- [Task statement]: Go over each line of the entries below, count those with "serde", and give only the count.
--- Supplied information ---
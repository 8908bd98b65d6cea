//! Interface of the device-local purchase provider.
//!
//! The provider is callback-based on every platform. Here connection setup,
//! flow launch and acknowledgment are plain async calls, and the unsolicited
//! callbacks (disconnects, purchase updates) arrive as [`ProviderEvent`]s on a
//! channel that the session pumps.

use async_trait::async_trait;
use serde::{Deserialize, Serialize};
use tandem_types::{AccountId, ProductId, Purchase, PurchaseToken, ResultCode};

/// Product metadata as listed by the provider.
#[derive(Debug, Clone, PartialEq, Eq, Serialize, Deserialize)]
#[serde(rename_all = "camelCase")]
pub struct ProductDetails {
    pub product_id: ProductId,
    pub title: String,
    pub formatted_price: Option<String>,
    /// Token of the offer to purchase. A subscription cannot be bought
    /// without one.
    pub offer_token: Option<String>,
}

/// Parameters for launching the native purchase UI.
#[derive(Debug, Clone, PartialEq, Eq)]
pub struct FlowParams {
    pub product_id: ProductId,
    pub offer_token: String,
    /// Attributes the purchase to the signed-in account.
    pub obfuscated_account_id: Option<AccountId>,
}

/// Unsolicited callbacks from the provider.
#[derive(Debug, Clone, PartialEq, Eq)]
pub enum ProviderEvent {
    /// The connection became ready.
    Connected,
    /// The provider dropped the connection.
    Disconnected,
    /// Result of a purchase flow, or a purchase made outside the app.
    PurchasesUpdated {
        code: ResultCode,
        purchases: Vec<Purchase>,
    },
}

/// The purchase provider connection.
///
/// Only the connection supervisor holds this handle.
#[async_trait]
pub trait PurchaseProvider: Send + Sync {
    /// Starts connecting and resolves with the setup result.
    async fn start_connection(&self) -> ResultCode;

    /// Releases the connection.
    async fn end_connection(&self);

    /// Looks up the listing of a product. `Ok(None)` means the provider does
    /// not know the product.
    async fn query_product(&self, product: &ProductId) -> Result<Option<ProductDetails>, ResultCode>;

    /// Shows the native purchase UI. `Ok` only means the UI was shown.
    async fn launch_purchase_flow(&self, params: &FlowParams) -> ResultCode;

    /// Acknowledges a purchase. Idempotent on the provider side.
    async fn acknowledge(&self, token: &PurchaseToken) -> ResultCode;

    /// Lists purchases the user already owns.
    async fn query_purchases(&self) -> Result<Vec<Purchase>, ResultCode>;
}

/// A scriptable in-memory provider.
pub mod mock {
    use super::*;
    use parking_lot::Mutex;
    use std::collections::{HashMap, VecDeque};
    use std::sync::Arc;
    use std::sync::atomic::{AtomicUsize, Ordering};
    use std::time::Duration;
    use tokio::sync::mpsc;

    const EVENT_BUFFER: usize = 64;

    /// Provider double. Calls are recorded, results are scripted, and
    /// callbacks are injected with [`MockProvider::emit`].
    pub struct MockProvider {
        events: mpsc::Sender<ProviderEvent>,
        connect_results: Mutex<VecDeque<ResultCode>>,
        connect_delay: Mutex<Option<Duration>>,
        connect_calls: AtomicUsize,
        connecting: AtomicUsize,
        max_connecting: AtomicUsize,
        end_calls: AtomicUsize,
        products: Mutex<HashMap<ProductId, ProductDetails>>,
        query_error: Mutex<Option<ResultCode>>,
        launch_result: Mutex<ResultCode>,
        launches: Mutex<Vec<FlowParams>>,
        ack_results: Mutex<VecDeque<ResultCode>>,
        acks: Mutex<Vec<PurchaseToken>>,
        owned: Mutex<Vec<Purchase>>,
    }

    impl MockProvider {
        /// Creates a provider and the receiving end of its callbacks.
        pub fn new() -> (Arc<Self>, mpsc::Receiver<ProviderEvent>) {
            let (tx, rx) = mpsc::channel(EVENT_BUFFER);
            let provider = Self {
                events: tx,
                connect_results: Mutex::new(VecDeque::new()),
                connect_delay: Mutex::new(None),
                connect_calls: AtomicUsize::new(0),
                connecting: AtomicUsize::new(0),
                max_connecting: AtomicUsize::new(0),
                end_calls: AtomicUsize::new(0),
                products: Mutex::new(HashMap::new()),
                query_error: Mutex::new(None),
                launch_result: Mutex::new(ResultCode::Ok),
                launches: Mutex::new(Vec::new()),
                ack_results: Mutex::new(VecDeque::new()),
                acks: Mutex::new(Vec::new()),
                owned: Mutex::new(Vec::new()),
            };
            (Arc::new(provider), rx)
        }

        /// Delivers a callback. Dropped if the receiver is gone or full.
        pub fn emit(&self, event: ProviderEvent) {
            let _ = self.events.try_send(event);
        }

        /// Delivers a purchase update.
        pub fn deliver(&self, code: ResultCode, purchases: Vec<Purchase>) {
            self.emit(ProviderEvent::PurchasesUpdated { code, purchases });
        }

        /// Scripts the results of upcoming connection attempts. Unscripted
        /// attempts succeed.
        pub fn script_connect(&self, results: impl IntoIterator<Item = ResultCode>) {
            self.connect_results.lock().extend(results);
        }

        /// Keeps every connection attempt pending for `delay`.
        pub fn set_connect_delay(&self, delay: Duration) {
            *self.connect_delay.lock() = Some(delay);
        }

        pub fn connect_calls(&self) -> usize {
            self.connect_calls.load(Ordering::SeqCst)
        }

        /// Highest number of connection attempts seen in flight at once.
        pub fn max_concurrent_connects(&self) -> usize {
            self.max_connecting.load(Ordering::SeqCst)
        }

        pub fn end_calls(&self) -> usize {
            self.end_calls.load(Ordering::SeqCst)
        }

        /// Lists a product with an offer.
        pub fn add_product(&self, product: impl Into<ProductId>) {
            let product_id = product.into();
            let details = ProductDetails {
                title: format!("Tandem {product_id}"),
                formatted_price: Some("$4.99".into()),
                offer_token: Some(format!("offer-{product_id}")),
                product_id: product_id.clone(),
            };
            self.products.lock().insert(product_id, details);
        }

        /// Lists a product with explicit details.
        pub fn add_product_details(&self, details: ProductDetails) {
            self.products
                .lock()
                .insert(details.product_id.clone(), details);
        }

        /// Makes product queries fail with `code`.
        pub fn fail_queries(&self, code: Option<ResultCode>) {
            *self.query_error.lock() = code;
        }

        pub fn set_launch_result(&self, code: ResultCode) {
            *self.launch_result.lock() = code;
        }

        pub fn launches(&self) -> Vec<FlowParams> {
            self.launches.lock().clone()
        }

        /// Scripts the results of upcoming acknowledgments. Unscripted calls
        /// succeed.
        pub fn script_acks(&self, results: impl IntoIterator<Item = ResultCode>) {
            self.ack_results.lock().extend(results);
        }

        /// Every acknowledge call, successful or not.
        pub fn acks(&self) -> Vec<PurchaseToken> {
            self.acks.lock().clone()
        }

        /// Sets the purchases reported as already owned.
        pub fn set_owned(&self, purchases: Vec<Purchase>) {
            *self.owned.lock() = purchases;
        }
    }

    #[async_trait]
    impl PurchaseProvider for MockProvider {
        async fn start_connection(&self) -> ResultCode {
            self.connect_calls.fetch_add(1, Ordering::SeqCst);
            let now = self.connecting.fetch_add(1, Ordering::SeqCst) + 1;
            self.max_connecting.fetch_max(now, Ordering::SeqCst);

            let delay = *self.connect_delay.lock();
            if let Some(delay) = delay {
                tokio::time::sleep(delay).await;
            }

            self.connecting.fetch_sub(1, Ordering::SeqCst);
            self.connect_results
                .lock()
                .pop_front()
                .unwrap_or(ResultCode::Ok)
        }

        async fn end_connection(&self) {
            self.end_calls.fetch_add(1, Ordering::SeqCst);
        }

        async fn query_product(
            &self,
            product: &ProductId,
        ) -> Result<Option<ProductDetails>, ResultCode> {
            if let Some(code) = *self.query_error.lock() {
                return Err(code);
            }
            Ok(self.products.lock().get(product).cloned())
        }

        async fn launch_purchase_flow(&self, params: &FlowParams) -> ResultCode {
            self.launches.lock().push(params.clone());
            *self.launch_result.lock()
        }

        async fn acknowledge(&self, token: &PurchaseToken) -> ResultCode {
            self.acks.lock().push(token.clone());
            self.ack_results.lock().pop_front().unwrap_or(ResultCode::Ok)
        }

        async fn query_purchases(&self) -> Result<Vec<Purchase>, ResultCode> {
            Ok(self.owned.lock().clone())
        }
    }
}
---
- [Exercise response]: 2